After a year of pandemic-imposed isolation, Toledoans seemed anxious to bust out, socialize and resume their normal lives.
The entrance gates were busy all day as the thousands lined up to enter and be entertained.
Every year the Festival entertainment, sponsored by the Toledo Urban Federal Credit Union (TUFCU), is superb and this year was no exception. What was exceptional was the return of Toledo’s prodigal son … and daughter. And the audience was more than eager to welcome them home. Singers Lyfe Jennings and Shirley Murdock, both had not returned in more than a year, were also honored with keys to the city by Toledo officials.
Jennings, an R&B singer and songwriter, grew up in Toledo, though he currently lives in Atlanta. He has previously performed at the Stranahan and other local venues.
Shirley Murdock, also an R&B singer and songwriter, cannot remember a time when she couldn’t sing. She always thought that she’d be a gospel singer, “singing like a grown woman ever since I was a little girl” in church choirs. She attended Toledo’s Calvary Baptist Church and graduated from St. Ursula Academy. Murdock has resided in Dayton for a number of years but, before the pandemic, returned to Toledo several times a year to visit relatives.
Saturday’s lineup also included Jay Rush, Bobby G, Lakeside, Tim Cunningham and Darius Coleman. The Zapp Band was the closing act but the rain – which had interrupted the entertainment early on after Bobby G’s set, and then abated – returned with a fury late at night, along with lightning, as the Zapp Band was just starting.
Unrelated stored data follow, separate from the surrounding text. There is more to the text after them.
//! Decoded raster frame with reference-counted ownership and a release hook
//!
//! **Why**: Concurrent sessions of the same animation share decoded frames
//! through a weak cache. A frame must vanish from that cache the moment its
//! last holder lets go, so the release is driven by the frame itself.
//!
//! **Used by**: PlaybackWindow (queued frames), SharedFrameCache (weak slots),
//! PresentationSurface (frame in flight), DiskFrameStore (delta base)
//!
//! # Pixel Layout
//!
//! BGRA8 premultiplied, 4 bytes/pixel, rows padded to a 32-byte boundary
//! (see [`bytes_per_row`]). Dimensions are in pixels: logical size × backing scale.
//!
//! # Ownership
//!
//! `FrameBuffer` is a cheap handle (`Arc`). The strong count is the owner
//! count; when it reaches zero the attached [`ReleaseObserver`] is told which
//! (key, index, id) went away.

use std::fmt;
use std::sync::{Arc, OnceLock, Weak};

use crate::entities::asset::AnimationKey;

/// Bytes per pixel (BGRA8)
pub const BYTES_PER_PIXEL: usize = 4;

/// Row stride for a given pixel width, padded to 32 bytes.
pub fn bytes_per_row(width: usize) -> usize {
    (width * BYTES_PER_PIXEL + 31) & !0x1F
}

/// Gets told when the last owner of a registered frame drops it.
///
/// Called from whichever thread released the frame; implementations must be
/// thread-safe and must not assume the frame is still reachable.
pub trait ReleaseObserver: Send + Sync {
    fn on_buffer_released(&self, key: &AnimationKey, index: i32, id: usize, bytes: usize);
}

struct FrameData {
    key: AnimationKey,
    index: i32,
    width: usize,
    height: usize,
    bytes_per_row: usize,
    pixels: Vec<u8>,
    observer: OnceLock<Weak<dyn ReleaseObserver>>,
}

impl Drop for FrameData {
    fn drop(&mut self) {
        if let Some(observer) = self.observer.get().and_then(Weak::upgrade) {
            let id = self as *const FrameData as usize;
            observer.on_buffer_released(&self.key, self.index, id, self.pixels.len());
        }
    }
}

/// Immutable decoded frame.
///
/// Equality is by frame index only (meaningful within one session).
#[derive(Clone)]
pub struct FrameBuffer {
    data: Arc<FrameData>,
}

impl FrameBuffer {
    /// Wrap rasterized pixels for frame `index` of `key`.
    ///
    /// Returns None if `pixels` does not match the key's padded buffer size.
    pub fn new(key: AnimationKey, index: i32, pixels: Vec<u8>) -> Option<Self> {
        let width = key.pixel_width();
        let height = key.pixel_height();
        let stride = bytes_per_row(width);
        if pixels.len() != stride * height {
            return None;
        }
        Some(Self {
            data: Arc::new(FrameData {
                key,
                index,
                width,
                height,
                bytes_per_row: stride,
                pixels,
                observer: OnceLock::new(),
            }),
        })
    }

    /// Attach release observer. Only the first attachment sticks.
    pub fn attach_release_observer(&self, observer: Weak<dyn ReleaseObserver>) -> bool {
        self.data.observer.set(observer).is_ok()
    }

    pub fn key(&self) -> &AnimationKey {
        &self.data.key
    }

    pub fn index(&self) -> i32 {
        self.data.index
    }

    /// Pixel width
    pub fn width(&self) -> usize {
        self.data.width
    }

    /// Pixel height
    pub fn height(&self) -> usize {
        self.data.height
    }

    pub fn backing_scale(&self) -> u32 {
        self.data.key.backing_scale
    }

    pub fn bytes_per_row(&self) -> usize {
        self.data.bytes_per_row
    }

    pub fn pixels(&self) -> &[u8] {
        &self.data.pixels
    }

    /// Memory held by pixel data
    pub fn mem(&self) -> usize {
        self.data.pixels.len()
    }

    /// Identity of the underlying allocation (stable while any owner lives)
    pub fn id(&self) -> usize {
        Arc::as_ptr(&self.data) as usize
    }

    /// Number of live owners
    pub fn holders(&self) -> usize {
        Arc::strong_count(&self.data)
    }

    pub fn downgrade(&self) -> WeakFrameBuffer {
        WeakFrameBuffer {
            data: Arc::downgrade(&self.data),
        }
    }

    /// Tightly packed RGBA8 copy (for export/inspection).
    pub fn to_rgba(&self) -> Vec<u8> {
        let row_len = self.data.width * BYTES_PER_PIXEL;
        let mut out = Vec::with_capacity(row_len * self.data.height);
        for row in self.data.pixels.chunks(self.data.bytes_per_row) {
            for px in row[..row_len].chunks_exact(BYTES_PER_PIXEL) {
                out.extend_from_slice(&[px[2], px[1], px[0], px[3]]);
            }
        }
        out
    }
}

impl PartialEq for FrameBuffer {
    fn eq(&self, other: &Self) -> bool {
        self.data.index == other.data.index
    }
}

impl fmt::Debug for FrameBuffer {
    fn fmt(&self, f: &mut fmt::Formatter<'_>) -> fmt::Result {
        f.debug_struct("FrameBuffer")
            .field("key", &self.data.key.cache_name())
            .field("index", &self.data.index)
            .field("width", &self.data.width)
            .field("height", &self.data.height)
            .finish()
    }
}

/// Non-owning handle; does not keep pixels alive.
#[derive(Clone)]
pub struct WeakFrameBuffer {
    data: Weak<FrameData>,
}

impl WeakFrameBuffer {
    pub fn upgrade(&self) -> Option<FrameBuffer> {
        self.data.upgrade().map(|data| FrameBuffer { data })
    }

    /// Same identity as [`FrameBuffer::id`] of the frame it was made from
    pub fn id(&self) -> usize {
        self.data.as_ptr() as usize
    }

    /// True while some owner still holds the frame. Never creates a strong ref.
    pub fn is_alive(&self) -> bool {
        self.data.strong_count() > 0
    }
}

/// Reflect BGRA rows horizontally in place.
pub fn mirror_rows(pixels: &mut [u8], width: usize, stride: usize) {
    for row in pixels.chunks_mut(stride) {
        let row = &mut row[..width * BYTES_PER_PIXEL];
        for x in 0..width / 2 {
            let a = x * BYTES_PER_PIXEL;
            let b = (width - 1 - x) * BYTES_PER_PIXEL;
            for c in 0..BYTES_PER_PIXEL {
                row.swap(a + c, b + c);
            }
        }
    }
}

#[cfg(test)]
mod tests {
    use super::*;
    use crate::entities::asset::AnimationSource;
    use std::sync::Mutex;

    fn key(w: u32, h: u32) -> AnimationKey {
        AnimationKey::new(AnimationSource::Bundle("test".into()), w, h)
    }

    fn frame(index: i32) -> FrameBuffer {
        let k = key(4, 2);
        let len = bytes_per_row(4) * 2;
        FrameBuffer::new(k, index, vec![0u8; len]).unwrap()
    }

    #[derive(Default)]
    struct Recorder {
        released: Mutex<Vec<(i32, usize)>>,
    }

    impl ReleaseObserver for Recorder {
        fn on_buffer_released(&self, _key: &AnimationKey, index: i32, id: usize, _bytes: usize) {
            self.released.lock().unwrap().push((index, id));
        }
    }

    #[test]
    fn test_bytes_per_row_alignment() {
        assert_eq!(bytes_per_row(1), 32);
        assert_eq!(bytes_per_row(8), 32);
        assert_eq!(bytes_per_row(9), 64);
        assert_eq!(bytes_per_row(100), 416);
    }

    #[test]
    fn test_rejects_wrong_buffer_size() {
        assert!(FrameBuffer::new(key(4, 2), 0, vec![0u8; 10]).is_none());
    }

    #[test]
    fn test_release_hook_fires_on_last_owner() {
        let recorder = Arc::new(Recorder::default());
        let observer: Arc<dyn ReleaseObserver> = recorder.clone();

        let f = frame(7);
        let id = f.id();
        assert!(f.attach_release_observer(Arc::downgrade(&observer)));
        let clone = f.clone();
        assert_eq!(f.holders(), 2);

        drop(f);
        assert!(recorder.released.lock().unwrap().is_empty());

        drop(clone);
        assert_eq!(*recorder.released.lock().unwrap(), vec![(7, id)]);
    }

    #[test]
    fn test_weak_does_not_keep_alive() {
        let f = frame(1);
        let weak = f.downgrade();
        assert_eq!(weak.id(), f.id());
        assert!(weak.upgrade().is_some());
        drop(f);
        assert!(weak.upgrade().is_none());
    }

    #[test]
    fn test_equality_by_index() {
        assert_eq!(frame(3), frame(3));
        assert_ne!(frame(3), frame(4));
    }

    #[test]
    fn test_mirror_rows() {
        let stride = bytes_per_row(3);
        let mut px = vec![0u8; stride];
        px[0..4].copy_from_slice(&[1, 1, 1, 1]);
        px[8..12].copy_from_slice(&[3, 3, 3, 3]);
        mirror_rows(&mut px, 3, stride);
        assert_eq!(&px[0..4], &[3, 3, 3, 3]);
        assert_eq!(&px[8..12], &[1, 1, 1, 1]);
    }
}
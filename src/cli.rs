use clap::Parser;
use std::path::PathBuf;

use crate::entities::PlayPolicy;

/// Lottie animation player
#[derive(Parser, Debug)]
#[command(author, version, about, long_about = None)]
pub struct Args {
    /// Animation to play (Lottie JSON or gzipped .tgs)
    #[arg(value_name = "FILE")]
    pub file_path: PathBuf,

    /// Logical width in points
    #[arg(long = "width", value_name = "W", default_value_t = 256)]
    pub width: u32,

    /// Logical height in points
    #[arg(long = "height", value_name = "H", default_value_t = 256)]
    pub height: u32,

    /// Backing scale (pixels per point)
    #[arg(short = 's', long = "scale", value_name = "N", default_value_t = 1)]
    pub scale: u32,

    /// Frame rate cap
    #[arg(long = "max-fps", value_name = "FPS", default_value_t = 60)]
    pub max_fps: u32,

    /// Reflect frames horizontally
    #[arg(long = "mirror")]
    pub mirror: bool,

    /// Play the frame range once instead of looping
    #[arg(short = 'o', long = "once")]
    pub once: bool,

    /// Stop after this many complete loops
    #[arg(long = "loops", value_name = "N", conflicts_with_all = ["once", "frames"])]
    pub loops: Option<u32>,

    /// Stop after this many delivered frames
    #[arg(short = 'n', long = "frames", value_name = "N", conflicts_with = "once")]
    pub frames: Option<u32>,

    /// Play once from this frame to the end
    #[arg(long = "from", value_name = "FRAME", conflicts_with_all = ["once", "loops", "frames"])]
    pub from: Option<i32>,

    /// Write delivered frames as PNG into DIR
    #[arg(short = 'd', long = "dump", value_name = "DIR")]
    pub dump_dir: Option<PathBuf>,

    /// Persist decoded frames to the disk frame cache
    #[arg(long = "cache")]
    pub cache: bool,

    /// Disk frame cache directory (overrides LOTTIE_PLAYER_CACHE_DIR and platform default)
    #[arg(long = "cache-dir", value_name = "DIR")]
    pub cache_dir: Option<PathBuf>,

    /// Settings file (default: platform config dir)
    #[arg(short = 'c', long = "config", value_name = "FILE")]
    pub config: Option<PathBuf>,

    /// Enable debug logging to file (default: lottie-player.log)
    #[arg(short = 'l', long = "log", value_name = "LOG_FILE")]
    pub log_file: Option<Option<PathBuf>>,

    /// Increase logging verbosity (default: warn, -v: info, -vv: debug, -vvv+: trace)
    #[arg(short = 'v', long = "verbose", action = clap::ArgAction::Count)]
    pub verbosity: u8,
}

impl Args {
    /// Play policy selected by --once / --loops / --frames / --from
    pub fn play_policy(&self) -> PlayPolicy {
        if let Some(frame) = self.from {
            PlayPolicy::ToEnd(frame)
        } else if self.once {
            PlayPolicy::Once
        } else if let Some(n) = self.loops {
            PlayPolicy::PlayCount(n.max(1))
        } else if let Some(n) = self.frames {
            PlayPolicy::FramesCount(n.max(1))
        } else {
            PlayPolicy::Loop
        }
    }
}
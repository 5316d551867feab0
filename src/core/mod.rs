//! Playback engine: decode pool, frame window, caches, clock, sessions.
//!
//! Independent of any UI. Hosts provide a `Rasterizer` and a
//! `PresentationSurface` and drive everything through `PlayerSession`.

pub mod clock;
pub mod context;
pub mod decode;
pub mod disk_store;
pub mod frame_cache;
pub mod player;
pub mod state_queue;
pub mod surface;
pub mod window;
pub mod workers;

// Re-exports for convenience
pub use clock::{ClockToken, FpsLoops};
pub use context::PlaybackContext;
pub use decode::{FrameProducer, Pipeline, RefillReport};
pub use disk_store::{DiskFrameStore, StoreHeader};
pub use frame_cache::{CacheStats, SharedFrameCache};
pub use player::{PlaybackState, PlayerSession, StateStream};
pub use state_queue::StateQueue;
pub use surface::{ChannelSurface, FnSurface};
pub use window::{CommitOutcome, Delivery, PlaybackWindow, RefillGate, Reservation};
pub use workers::Workers;
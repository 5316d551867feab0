use std::path::PathBuf;

/// Environment variable overriding the frame cache directory
pub const CACHE_DIR_ENV: &str = "LOTTIE_PLAYER_CACHE_DIR";

/// Configuration for overriding default cache paths
#[derive(Debug, Clone, Default)]
pub struct PathConfig {
    /// Custom frame cache directory (from CLI or ENV)
    pub cache_dir: Option<PathBuf>,
}

impl PathConfig {
    /// Create PathConfig from CLI arguments and environment variables
    ///
    /// Priority: CLI args → ENV var (LOTTIE_PLAYER_CACHE_DIR) → None (use defaults)
    pub fn from_env_and_cli(cli_dir: Option<PathBuf>) -> Self {
        let cache_dir = cli_dir.or_else(|| std::env::var(CACHE_DIR_ENV).ok().map(PathBuf::from));

        Self { cache_dir }
    }
}

/// Get the directory holding disk frame stores
///
/// Priority:
/// 1. CLI --cache-dir argument
/// 2. LOTTIE_PLAYER_CACHE_DIR environment variable
/// 3. Platform-specific cache directory from dirs-next (default)
///
/// Platform paths:
/// - Linux: ~/.cache/lottie-player/frames
/// - macOS: ~/Library/Caches/lottie-player/frames
/// - Windows: %LOCALAPPDATA%\lottie-player\frames
pub fn frames_dir(config: &PathConfig) -> PathBuf {
    if let Some(dir) = &config.cache_dir {
        return dir.clone();
    }

    if let Some(dir) = dirs_next::cache_dir() {
        return dir.join("lottie-player").join("frames");
    }

    // Fallback: local folder if the platform has no cache dir
    PathBuf::from("lottie-player").join("frames")
}

/// Get path to a configuration file (settings, logs)
///
/// Platform paths:
/// - Linux: ~/.config/lottie-player/{name}
/// - macOS: ~/Library/Application Support/lottie-player/{name}
/// - Windows: %APPDATA%\lottie-player\{name}
pub fn config_file(name: &str) -> PathBuf {
    dirs_next::config_dir()
        .map(|dir| dir.join("lottie-player"))
        .unwrap_or_else(|| PathBuf::from("."))
        .join(name)
}
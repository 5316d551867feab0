//! Abstract traits for dependency inversion.
//!
//! These traits define the collaborators the playback engine talks to without
//! knowing their implementation: the vector rasterizer (inbound) and the
//! presentation surface (outbound).
//!
//! Implementations live in `core::surface`, `entities::preview`
//! (reference rasterizer), or in the host application.

use std::sync::Arc;

use super::frame::FrameBuffer;
use crate::error::AssetOpenError;

/// Opened animation, ready to rasterize frames.
///
/// Used by exactly one decode unit at a time (refills are single-flight per
/// session), so methods may take `&mut self`.
pub trait DecoderHandle: Send {
    /// Rasterize `index` into `out` (BGRA8, `height` rows of `bytes_per_row`).
    ///
    /// Returns false if the frame could not be produced.
    fn render_frame(
        &mut self,
        index: i32,
        out: &mut [u8],
        width: usize,
        height: usize,
        bytes_per_row: usize,
    ) -> bool;

    /// Intrinsic frame rate of the animation
    fn source_fps(&self) -> u32;

    /// First frame index (inclusive)
    fn start_frame(&self) -> i32;

    /// Last frame bound (exclusive)
    fn end_frame(&self) -> i32;
}

/// Vector animation decoder library.
pub trait Rasterizer: Send + Sync {
    /// Open decompressed animation bytes. `cache_key` identifies the animation
    /// for decoders that keep their own resource caches.
    fn open(&self, source: &[u8], cache_key: &str) -> Result<Box<dyn DecoderHandle>, AssetOpenError>;
}

/// Displays decoded frames (software blit, GPU texture upload, ...).
///
/// Called at most once per produced frame, in order, from the state queue.
/// Implementations marshal to the UI thread themselves.
pub trait PresentationSurface: Send + Sync {
    fn display(&self, frame: FrameBuffer);
}

/// Blanket impl: Arc<T> implements traits if T does
impl<T: Rasterizer + ?Sized> Rasterizer for Arc<T> {
    fn open(&self, source: &[u8], cache_key: &str) -> Result<Box<dyn DecoderHandle>, AssetOpenError> {
        (**self).open(source, cache_key)
    }
}

impl<T: PresentationSurface + ?Sized> PresentationSurface for Arc<T> {
    fn display(&self, frame: FrameBuffer) {
        (**self).display(frame)
    }
}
For Suzette Cowell, CEO and treasurer of TUFCU and the person who has organized these festivals over the years and selected the talent, the highlight of the afternoon and evening was the way Lyle Jennings interacted with the audience. Another highlight of his performance was his duo with Jay Rush, his brother. It was the first time the brothers have performed on stage together.
As wonderful as the entertainment was during the event, the audience turnout and reaction was nothing short of astonishing. They arrived early and arrived all day long. The food vendors were overwhelmed by the demand and sold out of virtually everything.
They stayed through the midafternoon cloud burst and kept arriving after those clouds had passed. And came, said Cowell, from all over Toledo, from Detroit and Cleveland, from Ann Arbor and Saginaw, from Nashville (because notwithstanding all the music in that town, they don’t have quite the same opportunity that this African American Festival presents). Some visitors, she noted, flew in from Florida.
This year’s Festival was sponsored by the City of Toledo, the Lucas County Commissioners, Fifth Third Bank, ProMedica, the Area Office on Aging, the House of Day, Quality Time, The Blade, the Journal and The Truth.